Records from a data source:

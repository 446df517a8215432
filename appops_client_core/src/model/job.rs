//! Asynchronous job records

use crate::error::{JobError, Result, ValidationError};
use serde::de::DeserializeOwned;
use serde::{Deserialize, Deserializer, Serialize};
use serde_json::Value;
use std::fmt;

const COMPLETED: &str = "COMPLETED";

/// Remote job status
///
/// Only `COMPLETED` is terminal; every other value is carried verbatim.
#[derive(Debug, Clone, PartialEq, Eq, Serialize, Deserialize)]
#[serde(from = "String", into = "String")]
pub enum JobStatus {
    Completed,
    Pending(String),
}

impl From<String> for JobStatus {
    fn from(value: String) -> Self {
        if value == COMPLETED {
            Self::Completed
        } else {
            Self::Pending(value)
        }
    }
}

impl From<JobStatus> for String {
    fn from(status: JobStatus) -> Self {
        match status {
            JobStatus::Completed => COMPLETED.to_string(),
            JobStatus::Pending(value) => value,
        }
    }
}

impl fmt::Display for JobStatus {
    fn fmt(&self, f: &mut fmt::Formatter<'_>) -> fmt::Result {
        match self {
            Self::Completed => f.write_str(COMPLETED),
            Self::Pending(value) => f.write_str(value),
        }
    }
}

#[derive(Debug, Clone, PartialEq, Serialize, Deserialize)]
#[serde(rename_all = "camelCase")]
pub struct Job {
    /// Empty when the response carried no ID
    #[serde(default, deserialize_with = "null_as_empty")]
    pub id: String,
    #[serde(default)]
    pub status: Option<JobStatus>,
    /// Usually a string holding encoded JSON
    #[serde(default)]
    pub result_data: Option<Value>,
    #[serde(default)]
    pub started: Option<String>,
    #[serde(default)]
    pub finished: Option<String>,
    #[serde(default)]
    pub operation_type: Option<String>,
    #[serde(default)]
    pub error: Option<Value>,
    #[serde(default)]
    pub managed_instance_id: Option<String>,
    #[serde(default)]
    pub user_id: Option<String>,
    #[serde(default)]
    pub current_step: Option<String>,
    #[serde(default)]
    pub is_blocking: Option<bool>,
}

impl Job {
    pub fn is_completed(&self) -> bool {
        matches!(self.status, Some(JobStatus::Completed))
    }

    /// Decode `resultData` into a typed value
    pub fn result<T: DeserializeOwned>(&self) -> Result<T> {
        let data = match &self.result_data {
            None | Some(Value::Null) => {
                return Err(JobError::invalid_result(&self.id, "missing resultData").into());
            }
            Some(data) => data,
        };

        let decoded = match data {
            Value::String(encoded) => serde_json::from_str(encoded),
            other => serde_json::from_value(other.clone()),
        };

        decoded.map_err(|e| JobError::invalid_result(&self.id, &e.to_string()).into())
    }
}

fn null_as_empty<'de, D>(deserializer: D) -> std::result::Result<String, D::Error>
where
    D: Deserializer<'de>,
{
    Ok(Option::<String>::deserialize(deserializer)?.unwrap_or_default())
}

/// Envelope returned by job submission and `GET /jobs/{id}`
#[derive(Debug, Clone, Default, Serialize, Deserialize)]
pub struct Jobs {
    #[serde(default)]
    pub jobs: Vec<Job>,
}

/// The fixed set of job-producing operations
#[derive(Debug, Clone, Copy, PartialEq, Eq)]
pub enum JobOperation {
    Manage,
    Checkin,
    Checkout,
    Deploy,
}

impl JobOperation {
    pub fn as_str(&self) -> &'static str {
        match self {
            Self::Manage => "manage",
            Self::Checkin => "checkin",
            Self::Checkout => "checkout",
            Self::Deploy => "deploy",
        }
    }

    /// Submission path relative to the API base path
    ///
    /// Manage posts to the collection; the rest post under the target
    /// instance and need its ID.
    pub fn path(&self, instance_id: Option<&str>) -> Result<String> {
        match (self, instance_id) {
            (Self::Manage, _) => Ok("/instances".to_string()),
            (op, Some(id)) if !id.is_empty() => Ok(format!("/instances/{id}/{}", op.as_str())),
            (op, _) => Err(ValidationError::precondition(&format!(
                "A managed instance ID is required to {op}"
            ))
            .into()),
        }
    }
}

impl fmt::Display for JobOperation {
    fn fmt(&self, f: &mut fmt::Formatter<'_>) -> fmt::Result {
        f.write_str(self.as_str())
    }
}
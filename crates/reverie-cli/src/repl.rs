//! REPL – Read-Eval-Print Loop for the Reverie interactive shell.
//!
//! Supported slash-commands:
//!   /remember <text>  – store text as a new memory
//!   /recall <cue>     – find memories similar to the cue
//!   /forget <id>      – send a memory to compost
//!   /cherish <id>     – protect a memory forever
//!   /consolidate      – run one sleep cycle now
//!   /wake             – pull every dreaming memory back to dormant
//!   /status           – lifecycle counts and averages
//!   /list <state>     – memories in one lifecycle state
//!   /import <file>    – apply a JSON-lines feed of events
//!   /settings         – edit `~/.reverie/config.toml`
//!   /help             – show this list
//!   /quit | /exit     – save and exit

use colored::Colorize;
use reverie_memory::feed::{ChannelFeed, FeedEvent, FeedStats, run_feed};
use reverie_memory::{AssociativeMemory, RecallHit};
use reverie_types::{ConsolidationReport, Content, DatumId, Lifecycle, Memory, MemoryStatus, Metadata};
use rustyline::DefaultEditor;
use rustyline::error::ReadlineError;
use std::path::PathBuf;
use std::sync::Arc;
use std::sync::atomic::{AtomicBool, Ordering};
use tokio::runtime::Handle;

use crate::config::{self, Config, EmbedderKind};

const PREVIEW_CHARS: usize = 60;
const LIST_USAGE: &str = "/list <active|dormant|dreaming|composting>";

/// Everything a command needs to act on the memory.
pub struct Session {
    pub memory: Arc<AssociativeMemory>,
    pub runtime: Handle,
    pub config: Config,
}

/// A parsed REPL line.
#[derive(Debug, Clone, PartialEq)]
pub enum Command {
    Remember(String),
    Recall(String),
    Forget(DatumId),
    Cherish(DatumId),
    Consolidate,
    Wake,
    Status,
    List(Lifecycle),
    Import(PathBuf),
    Settings,
    Help,
    Quit,
    /// A known command with missing or invalid arguments.
    Usage(&'static str),
    Unknown(String),
}

/// Parse one input line.  `None` for a blank line.
pub fn parse(line: &str) -> Option<Command> {
    let line = line.trim();
    if line.is_empty() {
        return None;
    }
    let (head, rest) = match line.split_once(char::is_whitespace) {
        Some((h, r)) => (h, r.trim()),
        None => (line, ""),
    };
    let needs = |usage: &'static str, build: fn(&str) -> Command| {
        if rest.is_empty() { Command::Usage(usage) } else { build(rest) }
    };
    let cmd = match head {
        "/remember" => needs("/remember <text>", |r| Command::Remember(r.to_string())),
        "/recall" => needs("/recall <cue>", |r| Command::Recall(r.to_string())),
        "/forget" => needs("/forget <id>", |r| Command::Forget(DatumId::from(r))),
        "/cherish" => needs("/cherish <id>", |r| Command::Cherish(DatumId::from(r))),
        "/import" => needs("/import <file>", |r| Command::Import(PathBuf::from(r))),
        "/list" => match rest.parse::<Lifecycle>() {
            Ok(state) => Command::List(state),
            Err(_) => Command::Usage(LIST_USAGE),
        },
        "/consolidate" => Command::Consolidate,
        "/wake" => Command::Wake,
        "/status" => Command::Status,
        "/settings" => Command::Settings,
        "/help" => Command::Help,
        "/quit" | "/exit" => Command::Quit,
        _ => Command::Unknown(line.to_string()),
    };
    Some(cmd)
}

/// Entry point for the interactive REPL.
///
/// `shutdown` is polled each iteration; when set the REPL exits cleanly.
pub fn run(session: &Session, shutdown: Arc<AtomicBool>) {
    let mut rl = match DefaultEditor::new() {
        Ok(rl) => rl,
        Err(e) => {
            eprintln!("{}: {}", "Terminal error".red(), e);
            return;
        }
    };
    let history = config::history_path();
    let _ = rl.load_history(&history);
    let prompt = format!("{} ", "reverie>".bold().cyan());

    loop {
        if shutdown.load(Ordering::SeqCst) {
            break;
        }

        let line = match rl.readline(&prompt) {
            Ok(line) => line,
            Err(ReadlineError::Interrupted | ReadlineError::Eof) => break,
            Err(e) => {
                eprintln!("{}: {}", "Read error".red(), e);
                break;
            }
        };
        let Some(cmd) = parse(&line) else {
            continue;
        };
        let _ = rl.add_history_entry(line.trim());

        match cmd {
            Command::Remember(text) => cmd_remember(session, text),
            Command::Recall(cue) => cmd_recall(session, cue),
            Command::Forget(id) => cmd_forget(session, &id),
            Command::Cherish(id) => cmd_cherish(session, &id),
            Command::Consolidate => cmd_consolidate(session),
            Command::Wake => cmd_wake(session),
            Command::Status => cmd_status(session),
            Command::List(state) => cmd_list(session, state),
            Command::Import(path) => cmd_import(session, &path),
            Command::Settings => cmd_settings(&mut rl),
            Command::Help => cmd_help(),
            Command::Quit => {
                shutdown.store(true, Ordering::SeqCst);
                break;
            }
            Command::Usage(usage) => println!("{} {}", "Usage:".yellow(), usage.bold()),
            Command::Unknown(other) => println!(
                "{} '{}'. Type {} for available commands.",
                "Unknown command:".red(),
                other.yellow(),
                "/help".bold()
            ),
        }
    }

    if let Some(parent) = history.parent() {
        let _ = std::fs::create_dir_all(parent);
    }
    let _ = rl.save_history(&history);
}

// ─────────────────────────────────────────────────────────────────────────────
// Command handlers
// ─────────────────────────────────────────────────────────────────────────────

fn cmd_help() {
    println!();
    println!("{}", "Reverie Commands".bold().underline());
    let rows = [
        ("/remember <text>", "store text as a new memory"),
        ("/recall <cue>", "find memories similar to the cue"),
        ("/forget <id>", "send a memory to compost"),
        ("/cherish <id>", "protect a memory forever"),
        ("/consolidate", "run one sleep cycle now"),
        ("/wake", "pull dreaming memories back to dormant"),
        ("/status", "lifecycle counts and averages"),
        (LIST_USAGE, "memories in one state"),
        ("/import <file>", "apply a JSON-lines event feed"),
        ("/settings", "edit ~/.reverie/config.toml"),
        ("/quit  /exit", "save the index and exit"),
    ];
    for (cmd, what) in rows {
        println!("  {:<44} – {}", cmd.bold().cyan(), what);
    }
    println!();
}

fn cmd_remember(session: &Session, text: String) {
    match session
        .runtime
        .block_on(session.memory.remember(text, None, Metadata::new()))
    {
        Ok(id) => println!("{} {}", "✓ Remembered".green(), id.to_string().bold()),
        Err(e) => println!("{}: {}", "Remember failed".red(), e),
    }
}

fn cmd_recall(session: &Session, cue: String) {
    let cfg = &session.config;
    let hits = match session.runtime.block_on(session.memory.recall(
        cue,
        cfg.recall_limit,
        cfg.recall_threshold,
    )) {
        Ok(hits) => hits,
        Err(e) => {
            println!("{}: {}", "Recall failed".red(), e);
            return;
        }
    };
    if hits.is_empty() {
        println!(
            "  {}",
            format!("Nothing above similarity {:.2}.", cfg.recall_threshold).dimmed()
        );
        return;
    }
    for hit in &hits {
        print_hit(hit);
    }
}

fn print_hit(hit: &RecallHit) {
    println!(
        "  {}  {}  {}",
        format!("{:.3}", hit.similarity).green(),
        hit.memory.datum_id().to_string().bold(),
        preview(hit.content.as_ref()).dimmed()
    );
}

fn cmd_forget(session: &Session, id: &DatumId) {
    if session.runtime.block_on(session.memory.forget(id)) {
        println!("{} {}", "✓ Composting".green(), id.to_string().bold());
    } else {
        println!(
            "{} '{}' is unknown or cherished.",
            "Not forgotten:".yellow(),
            id.to_string().bold()
        );
    }
}

fn cmd_cherish(session: &Session, id: &DatumId) {
    if session.runtime.block_on(session.memory.cherish(id)) {
        println!("{} {}", "✓ Cherished".green(), id.to_string().bold());
    } else {
        println!("{} '{}'", "Unknown memory:".red(), id.to_string().yellow());
    }
}

fn cmd_consolidate(session: &Session) {
    let report = session.runtime.block_on(session.memory.consolidate());
    print_report(&report);
}

fn print_report(report: &ConsolidationReport) {
    println!("{}", "Consolidation".bold().underline());
    println!("  dreamed      : {}", report.dreaming_count);
    println!("  demoted      : {}", report.demoted_count);
    println!("  merged       : {}", report.merged_count);
    println!("  strengthened : {}", report.strengthened_count);
    println!("  degraded     : {}", report.degraded_count);
    println!("  woke         : {}", report.woken_count);
    println!(
        "  took         : {}",
        format!("{} ms", report.duration.as_millis()).dimmed()
    );
}

fn cmd_wake(session: &Session) {
    let woken = session.runtime.block_on(session.memory.wake());
    println!("{} {} memory(ies) woken", "✓".green(), woken);
}

fn cmd_status(session: &Session) {
    let status = session.runtime.block_on(session.memory.status());
    print_status(&status);
}

fn print_status(status: &MemoryStatus) {
    println!("{}", "Memory Status".bold().underline());
    println!("  total      : {}", status.total.to_string().bold());
    for state in reverie_types::lifecycle::ALL_STATES {
        println!("  {:<10} : {}", state.as_str(), status.count(state));
    }
    println!("  cherished  : {}", status.cherished);
    println!("  resolution : {:.3} avg", status.average_resolution);
    println!("  relevance  : {:.3} avg", status.average_relevance);
    if status.is_consolidating {
        println!("  {}", "consolidation in progress".yellow());
    }
}

fn cmd_list(session: &Session, state: Lifecycle) {
    let memories = session.runtime.block_on(session.memory.by_lifecycle(state));
    if memories.is_empty() {
        println!("  {}", format!("No {state} memories.").dimmed());
        return;
    }
    for m in &memories {
        print_memory(m);
    }
}

fn print_memory(m: &Memory) {
    let marker = if m.is_cherished() { "♥" } else { " " };
    println!(
        "  {} {}  rel {:.2}  res {:.2}  hits {}",
        marker.red(),
        m.datum_id().to_string().bold(),
        m.relevance(),
        m.resolution(),
        m.access_count()
    );
}

fn cmd_import(session: &Session, path: &std::path::Path) {
    let raw = match std::fs::read_to_string(path) {
        Ok(raw) => raw,
        Err(e) => {
            println!("{} {}: {}", "Cannot read".red(), path.display(), e);
            return;
        }
    };
    let (events, skipped) = parse_feed_lines(&raw);
    let stats = session.runtime.block_on(import(session.memory.clone(), events));
    println!(
        "{} {} remembered, {} applied, {} ignored, {} failed, {} unparseable",
        "✓ Imported:".green(),
        stats.remembered,
        stats.applied,
        stats.ignored,
        stats.failed,
        skipped
    );
}

async fn import(memory: Arc<AssociativeMemory>, events: Vec<FeedEvent>) -> FeedStats {
    let (tx, feed) = ChannelFeed::new(64);
    let producer = async move {
        for event in events {
            if tx.send(event).await.is_err() {
                break;
            }
        }
    };
    let ((), stats) = tokio::join!(producer, run_feed(memory, &feed));
    stats
}

/// Parse a JSON-lines feed.  Blank lines and `#` comments are skipped;
/// returns the events and the number of lines that failed to parse.
pub fn parse_feed_lines(raw: &str) -> (Vec<FeedEvent>, usize) {
    let mut events = Vec::new();
    let mut bad = 0;
    for line in raw.lines().map(str::trim) {
        if line.is_empty() || line.starts_with('#') {
            continue;
        }
        match serde_json::from_str(line) {
            Ok(event) => events.push(event),
            Err(_) => bad += 1,
        }
    }
    (events, bad)
}

fn cmd_settings(rl: &mut DefaultEditor) {
    let mut cfg = match config::load() {
        Ok(Some(c)) => c,
        Ok(None) => Config::default(),
        Err(e) => {
            println!("{}: {}", "Error loading config".red(), e);
            return;
        }
    };

    println!("{}", "Settings Editor".bold().underline());
    println!("  (press Enter to keep the current value)");

    let kind = prompt_str(rl, &format!("  Embedder (hash/ollama) [{}]: ", cfg.embedder), &cfg.embedder.to_string());
    match kind.parse::<EmbedderKind>() {
        Ok(k) => cfg.embedder = k,
        Err(e) => println!("  {} {}, keeping {}", "Warning:".yellow(), e, cfg.embedder),
    }
    cfg.ollama_url = prompt_str(rl, &format!("  Ollama URL [{}]: ", cfg.ollama_url), &cfg.ollama_url);
    cfg.embedding_model = prompt_str(
        rl,
        &format!("  Embedding model [{}]: ", cfg.embedding_model),
        &cfg.embedding_model,
    );
    let shown = if cfg.store_path.is_empty() { "in-memory" } else { cfg.store_path.as_str() };
    let path = prompt_str(rl, &format!("  Content store file [{}]: ", shown), &cfg.store_path);
    cfg.store_path = if path == "in-memory" { String::new() } else { path };
    cfg.consolidation_interval_secs = prompt_parsed(
        rl,
        "  Consolidation interval (s)",
        cfg.consolidation_interval_secs,
    );
    cfg.idle_timeout_secs = prompt_parsed(rl, "  Idle timeout (s, 0 = never)", cfg.idle_timeout_secs);
    cfg.recall_limit = prompt_parsed(rl, "  Recall limit", cfg.recall_limit);
    cfg.recall_threshold = prompt_parsed(rl, "  Recall threshold", cfg.recall_threshold);

    match config::save(&cfg) {
        Ok(()) => println!(
            "{} {} {}",
            "✓ Settings saved to".green(),
            config::config_path().display().to_string().bold(),
            "(applied on next launch)".dimmed()
        ),
        Err(e) => println!("{}: {}", "Error saving config".red(), e),
    }
}

// ─────────────────────────────────────────────────────────────────────────────
// Helpers
// ─────────────────────────────────────────────────────────────────────────────

/// First line of `content`, cut to [`PREVIEW_CHARS`] characters.
pub fn preview(content: Option<&Content>) -> String {
    let Some(content) = content else {
        return "<content unavailable>".to_string();
    };
    let text = content.to_text();
    let first = text.lines().next().unwrap_or("");
    if first.chars().count() > PREVIEW_CHARS {
        let cut: String = first.chars().take(PREVIEW_CHARS).collect();
        format!("{cut}…")
    } else {
        first.to_string()
    }
}

/// Prompt for a value.  Keeps `default` on Enter or on a parse failure.
fn prompt_parsed<T>(rl: &mut DefaultEditor, label: &str, default: T) -> T
where
    T: std::str::FromStr + std::fmt::Display + Copy,
{
    let raw = prompt_str(rl, &format!("{label} [{default}]: "), &default.to_string());
    match raw.parse::<T>() {
        Ok(v) => v,
        Err(_) => {
            println!(
                "  {} '{}' is not valid here, keeping {}",
                "Warning:".yellow(),
                raw,
                default
            );
            default
        }
    }
}

/// Prompt for a string value.  Returns `default` when the user presses Enter.
fn prompt_str(rl: &mut DefaultEditor, msg: &str, default: &str) -> String {
    match rl.readline(msg) {
        Ok(line) => {
            let trimmed = line.trim();
            if trimmed.is_empty() {
                default.to_string()
            } else {
                trimmed.to_string()
            }
        }
        Err(_) => default.to_string(),
    }
}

Aim of the task – Read through the entries and copy every line that includes "encoded".

Task solution –
    /// Usually a string holding encoded JSON
            Value::String(encoded) => serde_json::from_str(encoded),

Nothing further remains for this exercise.